The benchmark Indian 10-year government bond yield was at 7.4552% as of 0415 GMT.

The yield jumped to 7.4816% earlier in the session, its highest since June 21.

It ended at 7.3621% on Tuesday, posting its biggest single session drop in one-and-a-half months.

The market was closed on Wednesday.

“As expected, there was a gap-up opening and we are now set to hit 7.50%, which can be seen today itself,” a trader with a state-run bank said.

“With oil prices also moving up, it would be very difficult for yields to now see any major fall in the near term.” Indian government bonds remain on the radar for inclusion in J.P. Morgan’s emerging market local currency debt index after a review on Tuesday, the bank said.

Indian bond yields rise as supply worries haunt after RBI rate hike

Some investors had hoped the Wall Street bank include Indian bonds this year after Russia’s exit from the GBI-EM benchmark, which is tracked by an estimated $240 billion of funds. However, other investors cited investment hurdles, “including a lengthy investor registration process and the operational readiness required for trading, settlement and custody of assets onshore,” J.P. Morgan said in a statement.

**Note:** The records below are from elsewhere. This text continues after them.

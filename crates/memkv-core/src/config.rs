//! Configuration types for memkv.
//!
//! [`Config::load`] layers `~/.config/memkv/config.toml` (if present) on top of
//! the embedded defaults. [`Config::load_from`] does the same with an explicit
//! file, which must exist. [`Config::defaults`] returns the defaults without
//! touching the filesystem (useful in tests).

use crate::error::ConfigError;
use serde::Deserialize;
use std::path::{Path, PathBuf};

// ---------------------------------------------------------------------------
// Embedded defaults
// ---------------------------------------------------------------------------

const DEFAULT_CONFIG: &str = r#"
[shell]
prompt        = "memkv> "
echo_commands = false
list_limit    = 0

[logging]
filter = "warn"
"#;

// ---------------------------------------------------------------------------
// Public config types
// ---------------------------------------------------------------------------

/// Top-level configuration, loaded from `~/.config/memkv/config.toml`.
#[derive(Debug, Clone, Deserialize)]
pub struct Config {
    #[serde(default)]
    pub shell: ShellConfig,
    #[serde(default)]
    pub logging: LoggingConfig,
}

/// `[shell]` section of `config.toml`.
#[derive(Debug, Clone, Deserialize)]
pub struct ShellConfig {
    #[serde(default = "default_prompt")]
    pub prompt: String,
    /// Echo each command before its output; handy when replaying scripts.
    #[serde(default)]
    pub echo_commands: bool,
    /// Maximum number of entries printed by listing commands. `0` disables
    /// the limit.
    #[serde(default)]
    pub list_limit: usize,
}

fn default_prompt() -> String { "memkv> ".to_string() }

impl Default for ShellConfig {
    fn default() -> Self {
        Self {
            prompt: default_prompt(),
            echo_commands: false,
            list_limit: 0,
        }
    }
}

/// `[logging]` section of `config.toml`.
#[derive(Debug, Clone, Deserialize)]
pub struct LoggingConfig {
    /// `tracing_subscriber::EnvFilter` directive used when `RUST_LOG` is unset.
    #[serde(default = "default_filter")]
    pub filter: String,
}

fn default_filter() -> String { "warn".to_string() }

impl Default for LoggingConfig {
    fn default() -> Self {
        Self {
            filter: default_filter(),
        }
    }
}

impl Default for Config {
    fn default() -> Self {
        Self::defaults()
    }
}

impl Config {
    /// Load from `~/.config/memkv/config.toml`, layered on top of the built-in
    /// defaults. A missing file is not an error.
    pub fn load() -> Result<Self, ConfigError> {
        Self::layered(Some(&config_path()), false)
    }

    /// Load from an explicit file, layered on top of the built-in defaults.
    pub fn load_from(path: &Path) -> Result<Self, ConfigError> {
        if !path.exists() {
            return Err(ConfigError::NotFound(path.to_path_buf()));
        }
        Self::layered(Some(path), true)
    }

    /// Like [`Config::load`], but a broken user file yields the defaults. The
    /// error is handed back so the caller can report it once logging is up.
    pub fn load_or_defaults() -> (Self, Option<ConfigError>) {
        Self::or_defaults(Self::load())
    }

    fn or_defaults(loaded: Result<Self, ConfigError>) -> (Self, Option<ConfigError>) {
        match loaded {
            Ok(cfg) => (cfg, None),
            Err(err) => (Self::defaults(), Some(err)),
        }
    }

    /// Return the built-in defaults without touching the filesystem.
    pub fn defaults() -> Self {
        Self {
            shell: ShellConfig::default(),
            logging: LoggingConfig::default(),
        }
    }

    fn layered(user: Option<&Path>, required: bool) -> Result<Self, ConfigError> {
        let mut builder = config::Config::builder()
            .add_source(config::File::from_str(DEFAULT_CONFIG, config::FileFormat::Toml));
        if let Some(path) = user {
            // Always TOML, whatever the file is called.
            builder = builder.add_source(
                config::File::from(path)
                    .format(config::FileFormat::Toml)
                    .required(required),
            );
        }
        Ok(builder.build()?.try_deserialize()?)
    }
}

// ---------------------------------------------------------------------------
// Path helpers
// ---------------------------------------------------------------------------

fn config_path() -> PathBuf {
    std::env::var("XDG_CONFIG_HOME")
        .map(PathBuf::from)
        .unwrap_or_else(|_| {
            PathBuf::from(std::env::var("HOME").unwrap_or_else(|_| ".".to_string()))
                .join(".config")
        })
        .join("memkv")
        .join("config.toml")
}

// ---------------------------------------------------------------------------
// Tests
// ---------------------------------------------------------------------------
//! memkv — ordered in-memory key-value store.
//!
//! This crate re-exports the store and configuration from `memkv-core` and
//! the command shell from `memkv-shell`, so that integration tests and the
//! binary import everything from one place.
//!
//! # Architecture
//!
//! ```text
//! CLI (clap) ──► Shell ──► Session ──► Store<String, String>
//!                  ▲
//!               Config
//! ```
//!
//! The store is synchronization-free; the shell is its single owner.

pub mod logging;

pub use memkv_core::config::{Config, LoggingConfig, ShellConfig};
pub use memkv_core::store::{IntoIter, Iter, Range, Snapshot, Store};
pub use memkv_core::ConfigError;
pub use memkv_shell as shell;
//! Session effects.
//!
//! Side effects returned by the reducer for the runtime to execute.

use std::time::Duration;

use agentdock_types::{ChainSelection, NoticeLevel, Wallet};

use crate::state::{DisconnectCallback, DisconnectReason};
use crate::task::TaskId;

#[derive(Debug)]
pub enum SessionEffect {
    /// Decide the login plan from the registry and open the flow.
    BeginLogin {
        task: TaskId,
        redirect: Option<String>,
    },
    CreateEmbeddedWallet {
        task: TaskId,
    },
    ActivateWallet {
        task: TaskId,
        wallet: Wallet,
    },
    /// Sign the configured message and have the verifier check it.
    SignIn {
        task: TaskId,
        address: String,
    },
    SwitchChain {
        task: TaskId,
        target: ChainSelection,
    },
    ValidateSession {
        task: TaskId,
    },
    /// Report `ConvergenceTimedOut` once `after` has elapsed.
    ConvergenceDeadline {
        task: TaskId,
        after: Duration,
    },
    Teardown {
        task: TaskId,
        reason: DisconnectReason,
    },
    Navigate {
        route: String,
    },
    Notify {
        level: NoticeLevel,
        message: String,
    },
    /// Run disconnect callbacks.
    Complete {
        callbacks: Vec<DisconnectCallback>,
    },
}

impl SessionEffect {
    pub fn error(message: impl Into<String>) -> Self {
        SessionEffect::Notify {
            level: NoticeLevel::Error,
            message: message.into(),
        }
    }
}
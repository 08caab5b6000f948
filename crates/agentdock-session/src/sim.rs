//! Scripted in-process collaborators.
//!
//! Used by `agentdock simulate` and by the integration tests. Every adapter
//! records its calls in a shared [`CallLog`] so ordering can be asserted.

use std::sync::atomic::{AtomicBool, AtomicUsize, Ordering};
use std::sync::{Arc, Mutex, MutexGuard, PoisonError};

use agentdock_types::{
    AdapterError, AdapterResult, ChainFamily, ChainId, ConnectionStatus, ConnectivityState,
    ConnectivityStream, Identity, IdentityProvider, KeyValueStore, LoginMethod, LoginOptions,
    Navigator, NoticeLevel, Notifier, ProviderErrorCode, ProviderEvent, ProviderState,
    ProviderStream, SignatureVerifier, Wallet, WalletConnectivity,
};
use async_trait::async_trait;
use chrono::Duration;
use futures_util::StreamExt;
use futures_util::stream::{self, BoxStream};
use tokio::sync::mpsc;
use tokio::time::Instant;
use tracing::warn;

use crate::bus::SessionLossBus;
use crate::config::SessionConfig;
use crate::runtime::{Collaborators, SessionRuntime};
use crate::store::{MemoryStore, PersistedSession, StoredSessionLookup};

fn lock<T>(mutex: &Mutex<T>) -> MutexGuard<'_, T> {
    mutex.lock().unwrap_or_else(PoisonError::into_inner)
}

/// A recorded adapter call.
#[derive(Debug, Clone, PartialEq, Eq)]
pub enum Call {
    ProviderLogin,
    ProviderLogout,
    CreateEmbeddedWallet,
    SessionToken,
    ConnectWithoutLogin,
    ConnectivityDisconnect,
    SwitchChain(ChainId),
    DisconnectWallet(String),
    SetActiveWallet(String),
    SignMessage,
}

#[derive(Debug, Clone, Default)]
pub struct CallLog {
    entries: Arc<Mutex<Vec<(Instant, Call)>>>,
}

impl CallLog {
    pub fn record(&self, call: Call) {
        lock(&self.entries).push((Instant::now(), call));
    }

    pub fn calls(&self) -> Vec<Call> {
        lock(&self.entries).iter().map(|(_, c)| c.clone()).collect()
    }

    pub fn entries(&self) -> Vec<(Instant, Call)> {
        lock(&self.entries).clone()
    }

    pub fn count(&self, call: &Call) -> usize {
        lock(&self.entries).iter().filter(|(_, c)| c == call).count()
    }

    /// Index of the first matching call.
    pub fn position(&self, call: &Call) -> Option<usize> {
        lock(&self.entries).iter().position(|(_, c)| c == call)
    }

    pub fn clear(&self) {
        lock(&self.entries).clear();
    }
}

/// Fan-out of pushed values to every live subscription.
struct Subscribers<T> {
    senders: Mutex<Vec<mpsc::UnboundedSender<T>>>,
}

impl<T: Clone + Send + 'static> Subscribers<T> {
    fn new() -> Self {
        Self {
            senders: Mutex::new(Vec::new()),
        }
    }

    fn subscribe(&self) -> BoxStream<'static, T> {
        let (tx, rx) = mpsc::unbounded_channel();
        lock(&self.senders).push(tx);
        stream::unfold(rx, |mut rx| async move { rx.recv().await.map(|v| (v, rx)) }).boxed()
    }

    fn emit(&self, value: &T) {
        lock(&self.senders).retain(|tx| tx.send(value.clone()).is_ok());
    }
}

/// What the hosted login flow does when opened.
#[derive(Debug, Clone)]
pub enum LoginScript {
    /// Completes with this identity.
    Complete(Identity),
    /// Reports this error code.
    Fail(ProviderErrorCode),
    /// Does nothing; the test drives callbacks via [`SimIdentityProvider::complete`].
    Manual,
}

struct ProviderInner {
    state: ProviderState,
    script: LoginScript,
    wallet_seq: u32,
}

pub struct SimIdentityProvider {
    inner: Mutex<ProviderInner>,
    events: Subscribers<ProviderEvent>,
    log: CallLog,
    fail_logout: AtomicBool,
    fail_wallet_creation: AtomicBool,
    store: Arc<dyn KeyValueStore>,
    session_key: String,
    wallets: Option<Arc<SimWalletLayer>>,
}

impl SimIdentityProvider {
    pub fn new(
        log: CallLog,
        store: Arc<dyn KeyValueStore>,
        session_key: impl Into<String>,
        wallets: Option<Arc<SimWalletLayer>>,
    ) -> Self {
        Self {
            inner: Mutex::new(ProviderInner {
                state: ProviderState {
                    ready: true,
                    ..ProviderState::default()
                },
                script: LoginScript::Manual,
                wallet_seq: 0,
            }),
            events: Subscribers::new(),
            log,
            fail_logout: AtomicBool::new(false),
            fail_wallet_creation: AtomicBool::new(false),
            store,
            session_key: session_key.into(),
            wallets,
        }
    }

    pub fn set_script(&self, script: LoginScript) {
        lock(&self.inner).script = script;
    }

    pub fn fail_logout(&self, fail: bool) {
        self.fail_logout.store(fail, Ordering::SeqCst);
    }

    pub fn fail_wallet_creation(&self, fail: bool) {
        self.fail_wallet_creation.store(fail, Ordering::SeqCst);
    }

    /// Completes the hosted flow with `user`, as the provider callback would.
    pub fn complete(&self, user: Identity) {
        let state = {
            let mut inner = lock(&self.inner);
            inner.state.authenticated = true;
            inner.state.user = Some(user.clone());
            inner.state.clone()
        };
        let token = format!("sim-token-{}", user.id);
        let session = PersistedSession::new(token, Duration::hours(1));
        if let Err(err) = session.save(self.store.as_ref(), &self.session_key) {
            warn!("sim provider failed to persist session: {err}");
        }
        if let (Some(wallets), Some(wallet)) = (&self.wallets, user.wallets.first()) {
            wallets.connect(wallet.clone(), None);
        }
        self.events.emit(&ProviderEvent::StateChanged(state));
        self.events.emit(&ProviderEvent::LoginCompleted {
            user,
            method: Some(LoginMethod::Email),
        });
    }

    /// Provider session survives from an earlier visit: `user` is live but
    /// no completion callback fires and no wallet is connected.
    pub fn restore_session(&self, user: Identity) {
        let state = {
            let mut inner = lock(&self.inner);
            inner.state.authenticated = true;
            inner.state.user = Some(user);
            inner.state.clone()
        };
        self.events.emit(&ProviderEvent::StateChanged(state));
    }

    /// Reports a login error, as the provider callback would.
    pub fn fail(&self, code: ProviderErrorCode) {
        self.events.emit(&ProviderEvent::LoginFailed(code));
    }

    /// Replays a completion without changing provider state (duplicate callback).
    pub fn replay_completion(&self, user: Identity) {
        self.events.emit(&ProviderEvent::LoginCompleted { user, method: None });
    }
}

#[async_trait]
impl IdentityProvider for SimIdentityProvider {
    fn state(&self) -> ProviderState {
        lock(&self.inner).state.clone()
    }

    fn subscribe(&self) -> ProviderStream {
        self.events.subscribe()
    }

    async fn login(&self, _options: LoginOptions) -> AdapterResult<()> {
        self.log.record(Call::ProviderLogin);
        let script = lock(&self.inner).script.clone();
        match script {
            LoginScript::Complete(user) => self.complete(user),
            LoginScript::Fail(code) => self.fail(code),
            LoginScript::Manual => {}
        }
        Ok(())
    }

    async fn logout(&self) -> AdapterResult<()> {
        self.log.record(Call::ProviderLogout);
        if self.fail_logout.load(Ordering::SeqCst) {
            return Err(AdapterError::Provider("logout rejected".into()));
        }
        let state = {
            let mut inner = lock(&self.inner);
            inner.state.authenticated = false;
            inner.state.user = None;
            inner.state.clone()
        };
        self.events.emit(&ProviderEvent::StateChanged(state));
        Ok(())
    }

    async fn session_token(&self) -> AdapterResult<Option<String>> {
        self.log.record(Call::SessionToken);
        let inner = lock(&self.inner);
        Ok(inner
            .state
            .user
            .as_ref()
            .filter(|_| inner.state.authenticated)
            .map(|u| format!("sim-token-{}", u.id)))
    }

    async fn create_embedded_wallet(&self) -> AdapterResult<Wallet> {
        self.log.record(Call::CreateEmbeddedWallet);
        if self.fail_wallet_creation.load(Ordering::SeqCst) {
            return Err(AdapterError::Provider("wallet creation failed".into()));
        }
        let (wallet, state) = {
            let mut inner = lock(&self.inner);
            inner.wallet_seq += 1;
            let wallet = Wallet::embedded(
                format!("0xembedded{:02}", inner.wallet_seq),
                ChainFamily::Evm,
            );
            if let Some(user) = inner.state.user.as_mut() {
                user.wallets.push(wallet.clone());
            }
            (wallet, inner.state.clone())
        };
        self.events.emit(&ProviderEvent::StateChanged(state));
        Ok(wallet)
    }
}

India’s inclusion in the index was set to be pushed into next year due to a number of issues, Reuters reported last week, while index provider FTSE Russell also deferred including India in its FTSE Emerging Markets Government Bond Index.

The constant rise in global oil prices is also hurting sentiment as India is one of the largest importers of the commodity and higher prices have a direct impact on inflation.

Oil prices edged up after the Organization of Petroleum Exporting Countries and its allies, including Russia, agreed to slash oil production by about 2 million barrel per day, which would squeeze supplies in an already tight market.

The benchmark Brent crude contract is up by 6.4% so far this week and was last at $93.60 per barrel.